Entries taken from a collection
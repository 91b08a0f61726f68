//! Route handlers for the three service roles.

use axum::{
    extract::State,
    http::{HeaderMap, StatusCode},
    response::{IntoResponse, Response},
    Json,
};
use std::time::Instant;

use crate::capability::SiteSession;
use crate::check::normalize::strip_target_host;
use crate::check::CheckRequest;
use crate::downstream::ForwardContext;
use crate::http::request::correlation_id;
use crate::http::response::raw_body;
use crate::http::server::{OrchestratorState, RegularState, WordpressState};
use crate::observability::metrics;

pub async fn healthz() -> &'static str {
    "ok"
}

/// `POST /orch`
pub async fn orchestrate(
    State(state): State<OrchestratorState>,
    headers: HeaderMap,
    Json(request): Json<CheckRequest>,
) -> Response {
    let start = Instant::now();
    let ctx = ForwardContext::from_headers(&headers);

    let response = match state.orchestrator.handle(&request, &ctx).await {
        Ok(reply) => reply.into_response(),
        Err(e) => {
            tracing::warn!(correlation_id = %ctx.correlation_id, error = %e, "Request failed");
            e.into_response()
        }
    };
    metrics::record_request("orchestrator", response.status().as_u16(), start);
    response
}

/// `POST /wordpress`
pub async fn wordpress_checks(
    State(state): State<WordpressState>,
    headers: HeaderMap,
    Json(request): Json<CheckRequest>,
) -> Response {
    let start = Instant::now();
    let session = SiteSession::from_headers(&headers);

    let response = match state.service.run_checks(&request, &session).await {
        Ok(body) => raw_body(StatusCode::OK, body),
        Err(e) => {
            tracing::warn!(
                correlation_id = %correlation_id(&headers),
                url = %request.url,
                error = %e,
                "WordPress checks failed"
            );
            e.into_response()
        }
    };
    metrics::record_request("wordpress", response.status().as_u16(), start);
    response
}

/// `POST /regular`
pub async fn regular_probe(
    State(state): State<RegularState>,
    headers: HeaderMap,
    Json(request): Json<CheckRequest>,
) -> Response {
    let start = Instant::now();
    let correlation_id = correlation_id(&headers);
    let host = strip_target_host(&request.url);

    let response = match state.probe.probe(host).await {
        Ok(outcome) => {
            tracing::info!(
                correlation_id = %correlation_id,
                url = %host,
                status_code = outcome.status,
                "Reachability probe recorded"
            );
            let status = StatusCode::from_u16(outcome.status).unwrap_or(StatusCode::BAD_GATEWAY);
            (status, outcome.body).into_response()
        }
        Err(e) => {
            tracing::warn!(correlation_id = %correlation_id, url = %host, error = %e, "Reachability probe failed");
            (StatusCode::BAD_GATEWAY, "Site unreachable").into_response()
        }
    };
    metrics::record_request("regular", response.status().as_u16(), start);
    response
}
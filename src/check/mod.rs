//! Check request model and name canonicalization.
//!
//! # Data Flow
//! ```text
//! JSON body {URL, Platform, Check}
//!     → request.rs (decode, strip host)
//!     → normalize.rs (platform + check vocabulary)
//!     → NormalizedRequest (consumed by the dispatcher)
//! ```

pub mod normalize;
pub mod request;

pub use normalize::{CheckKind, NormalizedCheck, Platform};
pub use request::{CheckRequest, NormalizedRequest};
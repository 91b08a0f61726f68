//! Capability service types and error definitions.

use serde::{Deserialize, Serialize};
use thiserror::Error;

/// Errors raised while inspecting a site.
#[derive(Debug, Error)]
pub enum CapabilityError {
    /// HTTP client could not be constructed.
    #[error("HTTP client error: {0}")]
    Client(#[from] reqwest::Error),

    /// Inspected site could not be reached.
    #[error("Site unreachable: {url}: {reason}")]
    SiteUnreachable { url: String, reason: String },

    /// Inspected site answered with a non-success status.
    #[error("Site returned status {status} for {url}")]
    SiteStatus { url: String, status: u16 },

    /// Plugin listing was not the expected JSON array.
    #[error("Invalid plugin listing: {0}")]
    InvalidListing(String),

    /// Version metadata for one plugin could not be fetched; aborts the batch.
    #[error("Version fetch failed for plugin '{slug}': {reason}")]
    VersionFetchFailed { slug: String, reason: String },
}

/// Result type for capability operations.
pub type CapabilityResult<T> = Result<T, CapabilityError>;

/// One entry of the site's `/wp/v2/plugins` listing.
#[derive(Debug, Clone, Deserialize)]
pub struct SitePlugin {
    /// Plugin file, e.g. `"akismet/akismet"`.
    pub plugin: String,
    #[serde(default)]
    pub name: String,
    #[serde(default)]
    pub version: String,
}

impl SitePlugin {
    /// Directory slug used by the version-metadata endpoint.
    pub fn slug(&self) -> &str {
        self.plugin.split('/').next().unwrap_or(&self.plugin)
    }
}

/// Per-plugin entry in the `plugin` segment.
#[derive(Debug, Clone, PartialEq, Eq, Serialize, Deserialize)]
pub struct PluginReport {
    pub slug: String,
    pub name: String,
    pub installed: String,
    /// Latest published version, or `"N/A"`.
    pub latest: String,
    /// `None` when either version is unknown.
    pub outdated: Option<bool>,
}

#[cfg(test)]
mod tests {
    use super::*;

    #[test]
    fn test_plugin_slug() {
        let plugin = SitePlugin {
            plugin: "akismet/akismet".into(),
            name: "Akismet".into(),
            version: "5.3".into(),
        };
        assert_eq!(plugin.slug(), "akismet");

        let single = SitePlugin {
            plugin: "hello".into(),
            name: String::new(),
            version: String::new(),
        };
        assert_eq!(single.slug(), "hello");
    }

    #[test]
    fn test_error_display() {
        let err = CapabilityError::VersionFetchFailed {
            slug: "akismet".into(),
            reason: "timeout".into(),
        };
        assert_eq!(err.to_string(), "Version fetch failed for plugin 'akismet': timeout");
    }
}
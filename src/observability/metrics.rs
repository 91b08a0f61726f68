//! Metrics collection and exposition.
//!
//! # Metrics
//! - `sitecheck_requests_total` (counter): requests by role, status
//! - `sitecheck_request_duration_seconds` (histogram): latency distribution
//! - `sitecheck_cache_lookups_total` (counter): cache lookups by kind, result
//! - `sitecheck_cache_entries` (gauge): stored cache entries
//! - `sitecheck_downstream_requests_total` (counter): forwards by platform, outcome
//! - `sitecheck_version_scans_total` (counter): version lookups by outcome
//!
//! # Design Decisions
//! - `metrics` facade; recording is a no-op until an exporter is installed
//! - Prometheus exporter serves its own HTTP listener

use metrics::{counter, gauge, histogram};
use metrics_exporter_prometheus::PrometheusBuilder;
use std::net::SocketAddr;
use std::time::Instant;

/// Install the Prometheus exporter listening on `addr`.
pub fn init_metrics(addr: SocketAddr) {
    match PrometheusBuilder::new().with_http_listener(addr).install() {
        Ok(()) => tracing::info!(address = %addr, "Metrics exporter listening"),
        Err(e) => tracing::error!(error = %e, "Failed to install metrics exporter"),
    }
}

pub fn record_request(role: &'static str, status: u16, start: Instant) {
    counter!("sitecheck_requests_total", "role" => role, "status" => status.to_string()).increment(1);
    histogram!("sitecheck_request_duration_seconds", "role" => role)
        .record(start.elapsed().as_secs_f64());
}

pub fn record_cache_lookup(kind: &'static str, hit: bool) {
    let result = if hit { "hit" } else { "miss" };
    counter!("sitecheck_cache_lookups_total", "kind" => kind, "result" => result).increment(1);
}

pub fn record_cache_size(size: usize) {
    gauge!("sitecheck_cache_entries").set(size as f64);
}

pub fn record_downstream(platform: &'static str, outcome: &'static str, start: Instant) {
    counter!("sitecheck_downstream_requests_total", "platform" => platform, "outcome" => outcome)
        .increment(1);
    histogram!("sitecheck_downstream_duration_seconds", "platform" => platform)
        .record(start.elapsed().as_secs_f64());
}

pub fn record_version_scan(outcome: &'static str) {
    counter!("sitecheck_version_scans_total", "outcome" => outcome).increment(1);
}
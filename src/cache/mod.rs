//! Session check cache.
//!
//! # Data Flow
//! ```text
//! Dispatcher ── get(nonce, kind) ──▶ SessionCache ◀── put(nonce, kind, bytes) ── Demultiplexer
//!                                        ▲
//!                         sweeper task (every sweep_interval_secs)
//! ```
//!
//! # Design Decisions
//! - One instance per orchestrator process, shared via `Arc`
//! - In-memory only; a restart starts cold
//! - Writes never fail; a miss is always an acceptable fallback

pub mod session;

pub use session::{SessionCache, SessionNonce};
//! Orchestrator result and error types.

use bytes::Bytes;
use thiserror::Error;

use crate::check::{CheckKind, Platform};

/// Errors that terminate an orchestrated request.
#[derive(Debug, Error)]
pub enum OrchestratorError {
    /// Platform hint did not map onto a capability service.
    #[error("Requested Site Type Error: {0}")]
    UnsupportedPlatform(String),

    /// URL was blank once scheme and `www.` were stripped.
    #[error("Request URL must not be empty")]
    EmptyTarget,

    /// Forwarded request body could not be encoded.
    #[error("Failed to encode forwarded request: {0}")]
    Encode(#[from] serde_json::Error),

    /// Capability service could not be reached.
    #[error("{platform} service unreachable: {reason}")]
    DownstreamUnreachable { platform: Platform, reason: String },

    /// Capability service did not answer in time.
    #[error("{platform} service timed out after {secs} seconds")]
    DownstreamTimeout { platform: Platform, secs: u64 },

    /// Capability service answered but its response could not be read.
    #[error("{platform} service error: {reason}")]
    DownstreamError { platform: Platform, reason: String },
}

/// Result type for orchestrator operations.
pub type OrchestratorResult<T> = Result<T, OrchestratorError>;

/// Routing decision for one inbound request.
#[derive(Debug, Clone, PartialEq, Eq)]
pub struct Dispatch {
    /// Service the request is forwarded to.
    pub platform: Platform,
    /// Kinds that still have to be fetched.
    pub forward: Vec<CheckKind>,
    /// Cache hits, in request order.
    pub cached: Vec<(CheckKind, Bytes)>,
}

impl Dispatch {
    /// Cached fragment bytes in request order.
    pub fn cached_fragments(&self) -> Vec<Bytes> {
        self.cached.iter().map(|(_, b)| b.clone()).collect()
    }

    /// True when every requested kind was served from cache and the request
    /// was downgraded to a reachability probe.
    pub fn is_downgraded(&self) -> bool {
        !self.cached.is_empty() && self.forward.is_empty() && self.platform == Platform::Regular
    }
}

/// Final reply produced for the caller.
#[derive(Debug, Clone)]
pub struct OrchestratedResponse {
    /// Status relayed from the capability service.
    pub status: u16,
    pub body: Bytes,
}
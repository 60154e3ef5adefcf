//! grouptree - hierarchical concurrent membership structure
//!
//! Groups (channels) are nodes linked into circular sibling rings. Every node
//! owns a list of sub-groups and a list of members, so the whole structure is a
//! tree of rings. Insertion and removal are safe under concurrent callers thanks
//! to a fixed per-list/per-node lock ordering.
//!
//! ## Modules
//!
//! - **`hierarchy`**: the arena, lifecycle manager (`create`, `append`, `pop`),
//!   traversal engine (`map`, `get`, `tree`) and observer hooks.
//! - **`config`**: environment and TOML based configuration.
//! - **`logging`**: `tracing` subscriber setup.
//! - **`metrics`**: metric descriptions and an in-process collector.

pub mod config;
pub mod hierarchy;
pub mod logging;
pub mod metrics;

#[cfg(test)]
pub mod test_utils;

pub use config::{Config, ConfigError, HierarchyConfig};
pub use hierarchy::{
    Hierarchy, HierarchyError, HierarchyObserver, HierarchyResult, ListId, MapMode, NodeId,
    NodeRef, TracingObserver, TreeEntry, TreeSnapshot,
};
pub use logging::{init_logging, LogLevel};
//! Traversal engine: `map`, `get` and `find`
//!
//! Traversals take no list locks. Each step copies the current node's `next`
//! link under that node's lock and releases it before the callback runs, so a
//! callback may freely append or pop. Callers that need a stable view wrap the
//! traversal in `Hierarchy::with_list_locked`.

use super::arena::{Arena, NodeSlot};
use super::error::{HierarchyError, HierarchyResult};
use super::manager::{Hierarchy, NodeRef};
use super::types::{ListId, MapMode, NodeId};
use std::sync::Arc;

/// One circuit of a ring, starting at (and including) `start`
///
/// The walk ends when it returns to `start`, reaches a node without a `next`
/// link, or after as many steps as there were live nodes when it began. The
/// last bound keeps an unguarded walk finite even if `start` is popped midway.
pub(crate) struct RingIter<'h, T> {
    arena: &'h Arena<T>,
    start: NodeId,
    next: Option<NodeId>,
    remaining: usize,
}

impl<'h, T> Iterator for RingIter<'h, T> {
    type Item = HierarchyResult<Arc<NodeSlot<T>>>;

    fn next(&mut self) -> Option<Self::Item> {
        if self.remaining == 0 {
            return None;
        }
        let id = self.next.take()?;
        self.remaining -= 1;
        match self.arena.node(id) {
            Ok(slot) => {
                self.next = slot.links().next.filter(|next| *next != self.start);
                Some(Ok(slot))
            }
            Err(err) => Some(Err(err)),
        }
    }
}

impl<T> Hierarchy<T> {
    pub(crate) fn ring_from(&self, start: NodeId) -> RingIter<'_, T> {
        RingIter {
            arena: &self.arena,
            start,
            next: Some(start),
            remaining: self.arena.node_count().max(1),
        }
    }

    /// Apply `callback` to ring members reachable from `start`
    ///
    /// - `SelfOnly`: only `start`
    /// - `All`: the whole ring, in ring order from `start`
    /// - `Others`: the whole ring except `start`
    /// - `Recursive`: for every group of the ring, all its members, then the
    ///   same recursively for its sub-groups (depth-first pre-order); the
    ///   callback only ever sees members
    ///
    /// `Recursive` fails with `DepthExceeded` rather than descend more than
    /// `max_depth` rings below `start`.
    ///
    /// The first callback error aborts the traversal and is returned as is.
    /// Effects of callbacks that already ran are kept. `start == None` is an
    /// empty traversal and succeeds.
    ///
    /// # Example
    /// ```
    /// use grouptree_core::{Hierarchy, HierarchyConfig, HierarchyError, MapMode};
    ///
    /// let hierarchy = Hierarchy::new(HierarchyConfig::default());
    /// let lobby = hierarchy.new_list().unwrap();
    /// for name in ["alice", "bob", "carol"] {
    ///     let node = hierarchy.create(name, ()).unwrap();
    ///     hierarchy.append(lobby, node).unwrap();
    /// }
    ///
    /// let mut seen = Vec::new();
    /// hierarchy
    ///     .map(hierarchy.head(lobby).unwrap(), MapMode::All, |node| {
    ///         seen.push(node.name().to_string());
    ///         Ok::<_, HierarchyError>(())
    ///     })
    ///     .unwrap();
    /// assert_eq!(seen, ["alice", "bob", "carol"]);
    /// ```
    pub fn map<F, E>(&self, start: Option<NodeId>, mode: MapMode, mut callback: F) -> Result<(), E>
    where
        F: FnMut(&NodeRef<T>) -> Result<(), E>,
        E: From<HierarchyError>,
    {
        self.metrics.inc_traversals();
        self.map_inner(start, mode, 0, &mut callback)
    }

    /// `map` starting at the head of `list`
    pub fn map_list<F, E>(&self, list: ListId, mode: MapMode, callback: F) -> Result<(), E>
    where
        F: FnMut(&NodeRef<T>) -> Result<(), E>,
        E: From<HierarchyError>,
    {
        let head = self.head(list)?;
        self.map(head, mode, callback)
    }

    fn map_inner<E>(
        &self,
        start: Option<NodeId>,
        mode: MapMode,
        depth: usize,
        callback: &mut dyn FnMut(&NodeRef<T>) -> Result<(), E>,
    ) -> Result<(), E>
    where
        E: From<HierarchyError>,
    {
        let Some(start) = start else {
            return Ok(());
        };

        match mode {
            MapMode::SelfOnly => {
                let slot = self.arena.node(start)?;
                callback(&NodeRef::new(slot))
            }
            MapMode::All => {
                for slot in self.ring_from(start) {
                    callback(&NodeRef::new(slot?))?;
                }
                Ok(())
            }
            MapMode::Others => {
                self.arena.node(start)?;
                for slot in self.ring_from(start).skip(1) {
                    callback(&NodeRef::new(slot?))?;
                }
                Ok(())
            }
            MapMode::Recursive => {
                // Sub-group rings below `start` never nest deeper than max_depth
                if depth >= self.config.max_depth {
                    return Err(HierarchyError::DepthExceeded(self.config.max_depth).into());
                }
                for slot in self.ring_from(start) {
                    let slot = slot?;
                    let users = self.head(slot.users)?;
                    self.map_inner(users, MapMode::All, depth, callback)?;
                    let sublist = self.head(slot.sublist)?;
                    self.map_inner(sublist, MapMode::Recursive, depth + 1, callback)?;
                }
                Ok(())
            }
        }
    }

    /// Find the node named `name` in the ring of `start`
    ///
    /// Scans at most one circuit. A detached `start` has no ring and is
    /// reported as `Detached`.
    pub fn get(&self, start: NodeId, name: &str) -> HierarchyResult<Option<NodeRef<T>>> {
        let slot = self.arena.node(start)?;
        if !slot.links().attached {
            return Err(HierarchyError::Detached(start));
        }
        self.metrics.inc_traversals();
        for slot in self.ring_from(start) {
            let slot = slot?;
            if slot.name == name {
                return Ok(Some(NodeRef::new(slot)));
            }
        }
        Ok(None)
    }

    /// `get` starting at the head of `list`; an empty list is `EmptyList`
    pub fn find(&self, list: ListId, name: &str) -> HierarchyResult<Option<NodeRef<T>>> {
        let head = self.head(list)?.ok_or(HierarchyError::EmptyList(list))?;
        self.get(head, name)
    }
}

■ TASK INSTRUCTIONS ■
Go through the records and count the lines that include the string "static"; state that number alone.

■ ANSWER ■
5